Toutefois, ces dernières décennies, la part de ce matériau dans la construction a reculé face au béton et à l’acier, considérés comme plus durables, plus résistants à la putréfaction et plus faciles à produire en masse.
Il est donc nécessaire de réadopter à grande échelle cette méthode ancestrale de construction, en particulier si le monde souhaite mettre fin au réchauffement climatique et à la dégradation de l’environnement. Le bois est une solution intéressante et rentable pour réduire les émissions nettes de carbone, en particulier le carbone intrinsèque que le secteur du bâtiment doit impérativement réduire. Par ailleurs, il agit également comme puits de carbone et peut rétablir la biodiversité tout en améliorant la qualité des sols.
Les données ne manquent pas sur les bienfaits du bois
Par exemple, des études indiquent qu’un jeune saule qui atteint une biomasse sèche de 75 kg au cours de ses cinq premières années de croissance capture 140 kg de CO23, ce qui compense les émissions provenant de la consommation d’électricité d’un ménage moyen pendant 10 jours4.
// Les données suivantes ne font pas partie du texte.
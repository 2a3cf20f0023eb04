//! Minimal cookie handling for the session and profile cookies.

use axum::http::header::{COOKIE, SET_COOKIE};
use axum::http::{HeaderMap, HeaderValue};

/// Attributes for a `Set-Cookie` header.
#[derive(Debug, Clone, Copy)]
pub struct CookieAttrs {
    /// `Max-Age` in seconds; `0` expires the cookie immediately.
    pub max_age_secs: i64,
    /// Adds the `Secure` attribute.
    pub secure: bool,
}

/// Returns the value of the first cookie called `name`.
#[must_use]
pub fn read(headers: &HeaderMap, name: &str) -> Option<String> {
    headers
        .get_all(COOKIE)
        .iter()
        .filter_map(|value| value.to_str().ok())
        .flat_map(|line| line.split(';'))
        .filter_map(|pair| pair.trim().split_once('='))
        .find(|(key, _)| *key == name)
        .map(|(_, value)| value.trim_matches('"').to_string())
}

/// Formats a `Set-Cookie` value scoped to the whole site.
#[must_use]
pub fn format_set_cookie(name: &str, value: &str, attrs: CookieAttrs) -> String {
    let mut cookie = format!(
        "{name}={value}; Path=/; Max-Age={}; HttpOnly; SameSite=Lax",
        attrs.max_age_secs
    );
    if attrs.secure {
        cookie.push_str("; Secure");
    }
    cookie
}

/// Appends a `Set-Cookie` header. Values that are not valid header text are
/// dropped with a warning.
pub fn append(headers: &mut HeaderMap, name: &str, value: &str, attrs: CookieAttrs) {
    match HeaderValue::try_from(format_set_cookie(name, value, attrs)) {
        Ok(header) => {
            headers.append(SET_COOKIE, header);
        }
        Err(e) => tracing::warn!(cookie = name, error = %e, "refusing to set malformed cookie"),
    }
}

#[cfg(test)]
mod tests {
    use super::*;

    fn headers(lines: &[&'static str]) -> HeaderMap {
        let mut map = HeaderMap::new();
        for line in lines {
            map.append(COOKIE, HeaderValue::from_static(line));
        }
        map
    }

    #[test]
    fn reads_named_cookie_among_many() {
        let map = headers(&["a=1; rota_session=abc ; b=2"]);
        assert_eq!(read(&map, "rota_session").as_deref(), Some("abc"));
        assert_eq!(read(&map, "missing"), None);
    }

    #[test]
    fn reads_across_multiple_headers() {
        let map = headers(&["a=1", "rota_profile=\"p-1\""]);
        assert_eq!(read(&map, "rota_profile").as_deref(), Some("p-1"));
    }

    #[test]
    fn prefix_names_do_not_match() {
        let map = headers(&["rota_session_old=x"]);
        assert_eq!(read(&map, "rota_session"), None);
    }

    #[test]
    fn set_cookie_attributes() {
        let value = format_set_cookie(
            "rota_session",
            "v",
            CookieAttrs {
                max_age_secs: 60,
                secure: true,
            },
        );
        assert_eq!(
            value,
            "rota_session=v; Path=/; Max-Age=60; HttpOnly; SameSite=Lax; Secure"
        );
    }
}
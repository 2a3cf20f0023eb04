//! In-process table of live operator sessions.
//!
//! Lookups are synchronous so the guard can decide before any handler runs.
//! Expired sessions are purged on lookup and are indistinguishable from
//! sessions that never existed.

use std::collections::HashMap;
use std::sync::{PoisonError, RwLock};

use chrono::{Duration, Utc};

use crate::domain::{Credential, Session, SessionId, TenantId};

/// Failures of the session-presence check itself.
#[derive(Debug, Clone, PartialEq, Eq, thiserror::Error)]
pub enum SessionError {
    /// The session cookie is present but not a session identifier.
    #[error("malformed session cookie")]
    MalformedCookie,

    /// The session table lock was poisoned by a panicking writer.
    #[error("session table unavailable")]
    Unavailable,
}

/// Live sessions keyed by cookie identifier.
#[derive(Debug)]
pub struct SessionTable {
    sessions: RwLock<HashMap<SessionId, Session>>,
    ttl: Duration,
}

impl SessionTable {
    /// Creates an empty table whose sessions live for `ttl`.
    #[must_use]
    pub fn new(ttl: Duration) -> Self {
        Self {
            sessions: RwLock::new(HashMap::new()),
            ttl,
        }
    }

    /// Stores a new session and returns it.
    ///
    /// # Errors
    ///
    /// Returns [`SessionError::Unavailable`] if the table is poisoned.
    pub fn create(
        &self,
        credential: Credential,
        tenant: Option<TenantId>,
    ) -> Result<Session, SessionError> {
        let now = Utc::now();
        let session = Session {
            id: SessionId::new(),
            credential,
            tenant,
            created_at: now,
            expires_at: now + self.ttl,
        };
        let mut sessions = self.sessions.write().map_err(|_| SessionError::Unavailable)?;
        sessions.insert(session.id, session.clone());
        Ok(session)
    }

    /// Returns the live session for `id`, purging it if expired.
    ///
    /// # Errors
    ///
    /// Returns [`SessionError::Unavailable`] if the table is poisoned. The
    /// caller must treat that as "no session".
    pub fn lookup(&self, id: SessionId) -> Result<Option<Session>, SessionError> {
        let now = Utc::now();
        let found = {
            let sessions = self.sessions.read().map_err(|_| SessionError::Unavailable)?;
            sessions.get(&id).cloned()
        };
        match found {
            Some(session) if session.is_expired_at(now) => {
                self.destroy(id);
                tracing::info!(session = %id, "session expired");
                Ok(None)
            }
            other => Ok(other),
        }
    }

    /// Removes a session. Returns `true` if it existed.
    pub fn destroy(&self, id: SessionId) -> bool {
        self.sessions
            .write()
            .unwrap_or_else(PoisonError::into_inner)
            .remove(&id)
            .is_some()
    }

    /// Drops every expired session. Returns how many were removed.
    pub fn purge_expired(&self) -> usize {
        let now = Utc::now();
        let mut sessions = self.sessions.write().unwrap_or_else(PoisonError::into_inner);
        let before = sessions.len();
        sessions.retain(|_, s| !s.is_expired_at(now));
        before.saturating_sub(sessions.len())
    }

    /// Number of stored sessions, expired ones included.
    #[must_use]
    pub fn len(&self) -> usize {
        self.sessions
            .read()
            .unwrap_or_else(PoisonError::into_inner)
            .len()
    }

    /// Returns `true` if no session is stored.
    #[must_use]
    pub fn is_empty(&self) -> bool {
        self.len() == 0
    }
}
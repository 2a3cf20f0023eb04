//! Opaque share-link token.
//!
//! A [`ShareToken`] is taken from the `/s/{token}` path segment exactly once,
//! at the router boundary, and passed around typed from then on. The console
//! never inspects or stores it; validity is decided by the backend.

use std::fmt;

use serde::{Deserialize, Deserializer, Serialize};

/// Maximum accepted token length. Longer segments are rejected before any
/// backend call is made.
pub const MAX_TOKEN_LEN: usize = 256;

/// Bearer token granting one staff member read-only access to their own
/// schedule.
#[derive(Clone, PartialEq, Eq, Hash, Serialize)]
#[serde(transparent)]
pub struct ShareToken(String);

/// Reasons a path segment is not a well-formed token.
#[derive(Debug, Clone, PartialEq, Eq, thiserror::Error)]
pub enum ShareTokenError {
    /// The segment was empty.
    #[error("share token is empty")]
    Empty,
    /// The segment exceeded [`MAX_TOKEN_LEN`].
    #[error("share token is too long")]
    TooLong,
    /// The segment contained characters outside the URL-safe alphabet.
    #[error("share token contains invalid characters")]
    InvalidCharacters,
    /// The segment was `.` or `..`, which URL builders and browsers collapse
    /// as path navigation.
    #[error("share token is a dot segment")]
    DotSegment,
}

impl ShareToken {
    /// Parses a raw path segment.
    ///
    /// Accepts the URL-safe alphabet (`A-Z a-z 0-9 - _ . ~`), except for the
    /// bare segments `.` and `..`.
    ///
    /// # Errors
    ///
    /// Returns a [`ShareTokenError`] when the segment is empty, too long, a
    /// dot segment, or contains characters outside the accepted alphabet.
    pub fn parse(raw: &str) -> Result<Self, ShareTokenError> {
        if raw.is_empty() {
            return Err(ShareTokenError::Empty);
        }
        if raw.len() > MAX_TOKEN_LEN {
            return Err(ShareTokenError::TooLong);
        }
        let url_safe = raw
            .bytes()
            .all(|b| b.is_ascii_alphanumeric() || matches!(b, b'-' | b'_' | b'.' | b'~'));
        if !url_safe {
            return Err(ShareTokenError::InvalidCharacters);
        }
        if matches!(raw, "." | "..") {
            return Err(ShareTokenError::DotSegment);
        }
        Ok(Self(raw.to_string()))
    }

    /// Returns the literal token, for building backend URLs and links.
    #[must_use]
    pub fn as_str(&self) -> &str {
        &self.0
    }

    /// Short prefix safe to write to logs.
    #[must_use]
    pub fn redacted(&self) -> String {
        let prefix: String = self.0.chars().take(4).collect();
        format!("{prefix}…")
    }

    /// Path of the schedule view for this token.
    #[must_use]
    pub fn schedule_path(&self) -> String {
        format!("/s/{}/schedule", self.0)
    }
}

// Tokens are credentials: keep them out of Debug output.
impl fmt::Debug for ShareToken {
    fn fmt(&self, f: &mut fmt::Formatter<'_>) -> fmt::Result {
        f.debug_tuple("ShareToken").field(&self.redacted()).finish()
    }
}

impl<'de> Deserialize<'de> for ShareToken {
    fn deserialize<D: Deserializer<'de>>(deserializer: D) -> Result<Self, D::Error> {
        let raw = String::deserialize(deserializer)?;
        Self::parse(&raw).map_err(serde::de::Error::custom)
    }
}
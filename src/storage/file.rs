//! Filesystem backend: one JSON file per key under a root directory.

use std::fs;
use std::io::ErrorKind;
use std::path::{Path, PathBuf};

use super::kv::{KeyValuePort, StorageError};

/// Durable backend writing each key to `<root>/<key>.json`.
///
/// Writes go to a temporary sibling first and are renamed into place, so a
/// crash mid-write leaves the previous value readable.
#[derive(Debug, Clone)]
pub struct FileKeyValue {
    root: PathBuf,
}

impl FileKeyValue {
    /// Uses `root` as the storage directory. The directory is created lazily
    /// on first write.
    #[must_use]
    pub fn new(root: impl Into<PathBuf>) -> Self {
        Self { root: root.into() }
    }

    /// Storage directory.
    #[must_use]
    pub fn root(&self) -> &Path {
        &self.root
    }

    fn path_for(&self, key: &str) -> PathBuf {
        let name: String = key
            .chars()
            .map(|c| {
                if c.is_ascii_alphanumeric() || matches!(c, '.' | '-' | '_') {
                    c
                } else {
                    '_'
                }
            })
            .collect();
        self.root.join(format!("{name}.json"))
    }
}

impl KeyValuePort for FileKeyValue {
    fn read(&self, key: &str) -> Result<Option<String>, StorageError> {
        match fs::read_to_string(self.path_for(key)) {
            Ok(contents) => Ok(Some(contents)),
            Err(e) if e.kind() == ErrorKind::NotFound => Ok(None),
            Err(source) => Err(StorageError::Io {
                key: key.to_string(),
                source,
            }),
        }
    }

    fn write(&self, key: &str, value: &str) -> Result<(), StorageError> {
        let io_err = |source| StorageError::Io {
            key: key.to_string(),
            source,
        };
        fs::create_dir_all(&self.root).map_err(io_err)?;
        let path = self.path_for(key);
        let tmp = path.with_extension("json.tmp");
        fs::write(&tmp, value).map_err(io_err)?;
        fs::rename(&tmp, &path).map_err(io_err)?;
        Ok(())
    }
}
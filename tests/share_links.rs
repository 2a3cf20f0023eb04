//! Anonymous share links: redirect, resolution states, retry and isolation
//! from the operator session.

#![allow(clippy::panic)]

mod common;

use axum::http::StatusCode;
use common::{
    EMPTY_SHARE_TOKEN, ShareBehavior, StubBackend, TestApp, VALID_SHARE_TOKEN, get, venue,
};

#[tokio::test]
async fn open_link_redirects_with_same_token_and_no_fetch() {
    let app = TestApp::new(StubBackend::with_venues(Vec::new()));

    let response = app.send(get(&format!("/s/{VALID_SHARE_TOKEN}"), None)).await;

    assert_eq!(response.status, StatusCode::SEE_OTHER);
    let expected = format!("/s/{VALID_SHARE_TOKEN}/schedule");
    assert_eq!(response.location.as_deref(), Some(expected.as_str()));
    assert_eq!(app.backend.calls(), 0);
}

#[tokio::test]
async fn valid_token_resolves_to_shifts() {
    let app = TestApp::new(StubBackend::with_venues(Vec::new()));

    let response = app
        .send(get(&format!("/s/{VALID_SHARE_TOKEN}/schedule"), None))
        .await;

    assert_eq!(response.status, StatusCode::OK);
    assert_eq!(response.str_at("/state"), Some("resolved"));
    assert_eq!(response.str_at("/schedule/staff_name"), Some("Alice"));
    assert_eq!(app.backend.share_calls(), 1);
}

#[tokio::test]
async fn valid_token_without_shifts_is_empty_not_failed() {
    let app = TestApp::new(StubBackend::with_venues(Vec::new()));

    let response = app
        .send(get(&format!("/s/{EMPTY_SHARE_TOKEN}/schedule"), None))
        .await;

    assert_eq!(response.status, StatusCode::OK);
    assert_eq!(response.str_at("/state"), Some("empty"));
    assert_eq!(response.str_at("/schedule/venue_name"), Some("Harbor"));
}

#[tokio::test]
async fn rejected_token_shows_expired_message() {
    let app = TestApp::new(StubBackend::with_venues(Vec::new()));

    let response = app.send(get("/s/revoked-token/schedule", None)).await;

    assert_eq!(response.status, StatusCode::NOT_FOUND);
    assert_eq!(response.str_at("/state"), Some("failed"));
    assert_eq!(response.str_at("/reason"), Some("invalid_or_expired_token"));
    assert!(
        response
            .str_at("/message")
            .is_some_and(|m| m.contains("Contact your manager"))
    );
    assert_eq!(
        response.str_at("/retry_href"),
        Some("/s/revoked-token/schedule")
    );
}

#[tokio::test]
async fn malformed_token_fails_without_fetch() {
    let app = TestApp::new(StubBackend::with_venues(Vec::new()));

    for path in ["/s/bad%20token/schedule", "/s/../schedule", "/s/./schedule"] {
        let response = app.send(get(path, None)).await;

        assert_eq!(response.status, StatusCode::NOT_FOUND, "{path}");
        assert_eq!(
            response.str_at("/reason"),
            Some("invalid_or_expired_token"),
            "{path}"
        );
        assert_eq!(response.str_at("/retry_href"), None, "{path}");
    }
    assert_eq!(app.backend.share_calls(), 0);
}

#[tokio::test]
async fn dot_segment_link_is_not_redirected() {
    let app = TestApp::new(StubBackend::with_venues(Vec::new()));

    for path in ["/s/..", "/s/."] {
        let response = app.send(get(path, None)).await;

        assert_eq!(response.status, StatusCode::NOT_FOUND, "{path}");
        assert!(response.location.is_none(), "{path}");
    }
    assert_eq!(app.backend.calls(), 0);
}

#[tokio::test]
async fn outage_is_retryable_with_same_token() {
    let app = TestApp::new(StubBackend::with_venues(Vec::new()));
    app.backend.set_share_behavior(ShareBehavior::Down);
    let path = format!("/s/{VALID_SHARE_TOKEN}/schedule");

    let failed = app.send(get(&path, None)).await;
    assert_eq!(failed.status, StatusCode::SERVICE_UNAVAILABLE);
    assert_eq!(failed.str_at("/reason"), Some("unavailable"));
    let Some(retry) = failed.str_at("/retry_href").map(str::to_string) else {
        panic!("failed view must offer a retry target");
    };
    assert_eq!(retry, path);

    app.backend.set_share_behavior(ShareBehavior::Normal);
    let retried = app.send(get(&retry, None)).await;
    assert_eq!(retried.status, StatusCode::OK);
    assert_eq!(retried.str_at("/state"), Some("resolved"));
    assert_eq!(app.backend.share_calls(), 2);
}

#[tokio::test]
async fn share_view_ignores_operator_session() {
    let app = TestApp::new(StubBackend::with_venues(vec![venue("v1")]));
    let cookie = app.login_with_profile().await;
    let before = app.backend.credentials_seen().len();

    let response = app
        .send(get(&format!("/s/{VALID_SHARE_TOKEN}/schedule"), Some(&cookie)))
        .await;

    assert_eq!(response.status, StatusCode::OK);
    assert_eq!(app.backend.credentials_seen().len(), before);
    assert!(response.cookie("rota_profile").is_none());
}
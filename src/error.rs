//! Console error types with HTTP status code mapping.
//!
//! [`ConsoleError`] is the central error type for the console. Each variant
//! maps to a specific HTTP status code and structured JSON error response,
//! except [`ConsoleError::Unauthenticated`], which always becomes a redirect
//! to the login route.

use axum::http::StatusCode;
use axum::response::{IntoResponse, Redirect, Response};
use serde::Serialize;
use utoipa::ToSchema;

use crate::backend::BackendError;
use crate::storage::StorageError;

/// Route every unauthenticated dashboard request is sent to.
pub const LOGIN_ROUTE: &str = "/login";

/// Structured JSON error response body.
///
/// All error responses follow this shape:
/// ```json
/// {
///   "error": {
///     "code": 2002,
///     "message": "venue v9 is not one of your venues",
///     "details": null
///   }
/// }
/// ```
#[derive(Debug, Serialize, ToSchema)]
pub struct ErrorResponse {
    /// Structured error payload.
    pub error: ErrorBody,
}

/// Inner error body with numeric code and human-readable message.
#[derive(Debug, Serialize, ToSchema)]
pub struct ErrorBody {
    /// Numeric error code.
    pub code: u32,
    /// Human-readable error message.
    pub message: String,
    /// Optional additional details.
    #[serde(skip_serializing_if = "Option::is_none")]
    pub details: Option<String>,
}

/// Server-side error enum with HTTP status code mapping.
///
/// # Error Code Ranges
///
/// | Range     | Category           | HTTP Status              |
/// |-----------|--------------------|--------------------------|
/// | 1000–1999 | Validation         | 400 Bad Request          |
/// | 2000–2999 | Auth / Not Found   | 303 to login / 401 / 404 |
/// | 3000–3999 | Server             | 500 Internal Server Error|
/// | 5000–5999 | Scheduling backend | 502 Bad Gateway          |
#[derive(Debug, thiserror::Error)]
pub enum ConsoleError {
    /// No live operator session. Never rendered; becomes a redirect.
    #[error("authentication required")]
    Unauthenticated,

    /// Login credentials were refused.
    #[error("invalid email or password")]
    InvalidCredentials,

    /// Share token unknown, revoked or expired.
    #[error("this link is invalid or has expired")]
    InvalidOrExpiredToken,

    /// Operator asked for a venue outside their tenant.
    #[error("venue {0} is not one of your venues")]
    UnknownVenue(String),

    /// The requested resource does not exist.
    #[error("not found: {0}")]
    NotFound(String),

    /// Request validation failed.
    #[error("invalid request: {0}")]
    InvalidRequest(String),

    /// Durable storage failure.
    #[error("storage error: {0}")]
    Storage(#[from] StorageError),

    /// The scheduling API failed.
    #[error("scheduling service error: {0}")]
    Backend(BackendError),

    /// Internal server error.
    #[error("internal error: {0}")]
    Internal(String),
}

impl From<BackendError> for ConsoleError {
    fn from(err: BackendError) -> Self {
        match err {
            // An operator credential the backend no longer accepts is the
            // same as no session.
            BackendError::Unauthorized => Self::Unauthenticated,
            BackendError::InvalidCredentials => Self::InvalidCredentials,
            BackendError::TokenRejected => Self::InvalidOrExpiredToken,
            BackendError::NotFound(what) => Self::NotFound(what),
            other => Self::Backend(other),
        }
    }
}

impl ConsoleError {
    /// Returns the numeric error code for this variant.
    #[must_use]
    pub const fn error_code(&self) -> u32 {
        match self {
            Self::InvalidRequest(_) => 1001,
            Self::Unauthenticated => 2000,
            Self::InvalidCredentials => 2001,
            Self::UnknownVenue(_) => 2002,
            Self::InvalidOrExpiredToken => 2003,
            Self::NotFound(_) => 2004,
            Self::Internal(_) => 3000,
            Self::Storage(_) => 3001,
            Self::Backend(_) => 5001,
        }
    }

    /// Returns the HTTP status code for this variant.
    #[must_use]
    pub const fn status_code(&self) -> StatusCode {
        match self {
            Self::InvalidRequest(_) => StatusCode::BAD_REQUEST,
            Self::Unauthenticated => StatusCode::SEE_OTHER,
            Self::InvalidCredentials => StatusCode::UNAUTHORIZED,
            Self::UnknownVenue(_) | Self::InvalidOrExpiredToken | Self::NotFound(_) => {
                StatusCode::NOT_FOUND
            }
            Self::Storage(_) | Self::Internal(_) => StatusCode::INTERNAL_SERVER_ERROR,
            Self::Backend(_) => StatusCode::BAD_GATEWAY,
        }
    }
}

impl IntoResponse for ConsoleError {
    fn into_response(self) -> Response {
        if matches!(self, Self::Unauthenticated) {
            return Redirect::to(LOGIN_ROUTE).into_response();
        }
        let status = self.status_code();
        if status.is_server_error() {
            tracing::warn!(error = %self, code = self.error_code(), "request failed");
        }
        let body = ErrorResponse {
            error: ErrorBody {
                code: self.error_code(),
                message: self.to_string(),
                details: None,
            },
        };
        let mut response = axum::Json(body).into_response();
        *response.status_mut() = status;
        response
    }
}

#[cfg(test)]
mod tests {
    use super::*;
    use axum::http::header::LOCATION;

    #[test]
    fn unauthenticated_becomes_login_redirect() {
        let response = ConsoleError::Unauthenticated.into_response();
        assert_eq!(response.status(), StatusCode::SEE_OTHER);
        assert_eq!(
            response.headers().get(LOCATION).and_then(|v| v.to_str().ok()),
            Some(LOGIN_ROUTE)
        );
    }

    #[test]
    fn backend_auth_failures_map_to_domains() {
        assert!(matches!(
            ConsoleError::from(BackendError::Unauthorized),
            ConsoleError::Unauthenticated
        ));
        assert!(matches!(
            ConsoleError::from(BackendError::TokenRejected),
            ConsoleError::InvalidOrExpiredToken
        ));
    }

    #[test]
    fn upstream_failure_is_bad_gateway() {
        let err = ConsoleError::from(BackendError::Upstream {
            status: 503,
            message: "down".to_string(),
        });
        assert_eq!(err.status_code(), StatusCode::BAD_GATEWAY);
        assert_eq!(err.error_code(), 5001);
    }
}
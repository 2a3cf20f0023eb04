//! WebSocket connection state machine.
//!
//! Handles the read/write loop for a single WebSocket connection,
//! answering client commands and forwarding the profile's selection events.
//! Selection queries are answered with the selection reconciled against the
//! tenant's current venues, never with the raw stored id.

use std::sync::Arc;

use axum::extract::ws::{Message, WebSocket};
use futures_util::{SinkExt, StreamExt};
use tokio::sync::broadcast;

use super::messages::{WsCommand, WsMessage, WsMessageType};
use super::subscription::SubscriptionManager;
use crate::domain::{RequestProfile, SelectionEvent, Session};
use crate::error::ConsoleError;
use crate::service::ConsoleService;

/// Runs the read/write loop for a single WebSocket connection.
///
/// - Reads commands from the client and answers them.
/// - Forwards matching events from the [`broadcast::Receiver`] to the client.
pub async fn run_connection(
    socket: WebSocket,
    mut event_rx: broadcast::Receiver<SelectionEvent>,
    console_service: Arc<ConsoleService>,
    session: Session,
    profile: RequestProfile,
) {
    let (mut ws_tx, mut ws_rx) = socket.split();
    let mut subs = SubscriptionManager::new(profile.id);
    tracing::debug!(%profile, "ws connection opened");

    loop {
        tokio::select! {
            msg = ws_rx.next() => {
                match msg {
                    Some(Ok(Message::Text(text))) => {
                        let response =
                            handle_text_message(&text, &mut subs, &console_service, &session, profile)
                                .await;
                        if ws_tx.send(Message::text(response)).await.is_err() {
                            break;
                        }
                    }
                    Some(Ok(Message::Close(_))) | None => break,
                    _ => {}
                }
            }
            event = event_rx.recv() => {
                match event {
                    Ok(selection_event) => {
                        if subs.matches(&selection_event) {
                            let msg = WsMessage::server(
                                WsMessageType::Event,
                                serde_json::to_value(&selection_event).unwrap_or_default(),
                            );
                            if ws_tx.send(Message::text(msg.to_json())).await.is_err() {
                                break;
                            }
                        }
                    }
                    Err(broadcast::error::RecvError::Lagged(n)) => {
                        tracing::warn!(lagged = n, "ws client lagged behind event bus");
                    }
                    Err(broadcast::error::RecvError::Closed) => break,
                }
            }
        }
    }

    tracing::debug!(%profile, "ws connection closed");
}

/// Answers one text frame from the client.
async fn handle_text_message(
    text: &str,
    subs: &mut SubscriptionManager,
    console_service: &ConsoleService,
    session: &Session,
    profile: RequestProfile,
) -> String {
    let Ok(msg) = serde_json::from_str::<WsMessage>(text) else {
        return WsMessage::error(String::new(), 400, "malformed JSON").to_json();
    };
    let Ok(command) = serde_json::from_value::<WsCommand>(msg.payload) else {
        return WsMessage::error(msg.id, 404, "unknown command").to_json();
    };

    let payload = match command {
        WsCommand::Ping | WsCommand::GetSelection => {
            match console_service.current_selection(session, profile).await {
                Ok(selected) => serde_json::json!({
                    "pong": command == WsCommand::Ping,
                    "selected_venue_id": selected,
                }),
                Err(e) => {
                    tracing::warn!(%profile, error = %e, "selection unavailable for ws client");
                    let code = match e {
                        ConsoleError::Unauthenticated => 401,
                        other => other.status_code().as_u16(),
                    };
                    return WsMessage::error(msg.id, code, "selection unavailable").to_json();
                }
            }
        }
        WsCommand::Subscribe => {
            subs.subscribe();
            serde_json::json!({ "subscribed": subs.is_active() })
        }
        WsCommand::Unsubscribe => {
            subs.unsubscribe();
            serde_json::json!({ "subscribed": subs.is_active() })
        }
    };
    WsMessage::reply(msg.id, WsMessageType::Response, payload).to_json()
}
Le bois séquestre le carbone même après son abattage. Chaque mètre cube de bois utilisé à la place de l’acier ou de l’aluminium réduit de 0,9 tonnes en moyenne les émissions de carbone dans l’atmosphère5. Par ailleurs, une bonne gestion des forêts garantit que le bois est issu de sources durables sans épuiser les ressources plantées.
Bousculer les idées reçues
La principale difficulté consiste à définir des stratégies susceptibles d’encourager la construction de bâtiments en bois et de régénérer la sylviculture durable et les économies locales. L’une des idées reçues sur le bois est que ce matériau n’est pas adapté aux bâtiments hauts.
Cependant, les innovations ouvrent des possibilités d’utiliser le bois massif dans les immeubles de grande hauteur. Le bois lamellé-collé (CLT) est un des produits techniques les plus en pointe dans ce domaine. Il s’agit d’un panneau de construction en bois scié, collé et stratifié qui permet aux architectes de construire des gratte-ciels en bois.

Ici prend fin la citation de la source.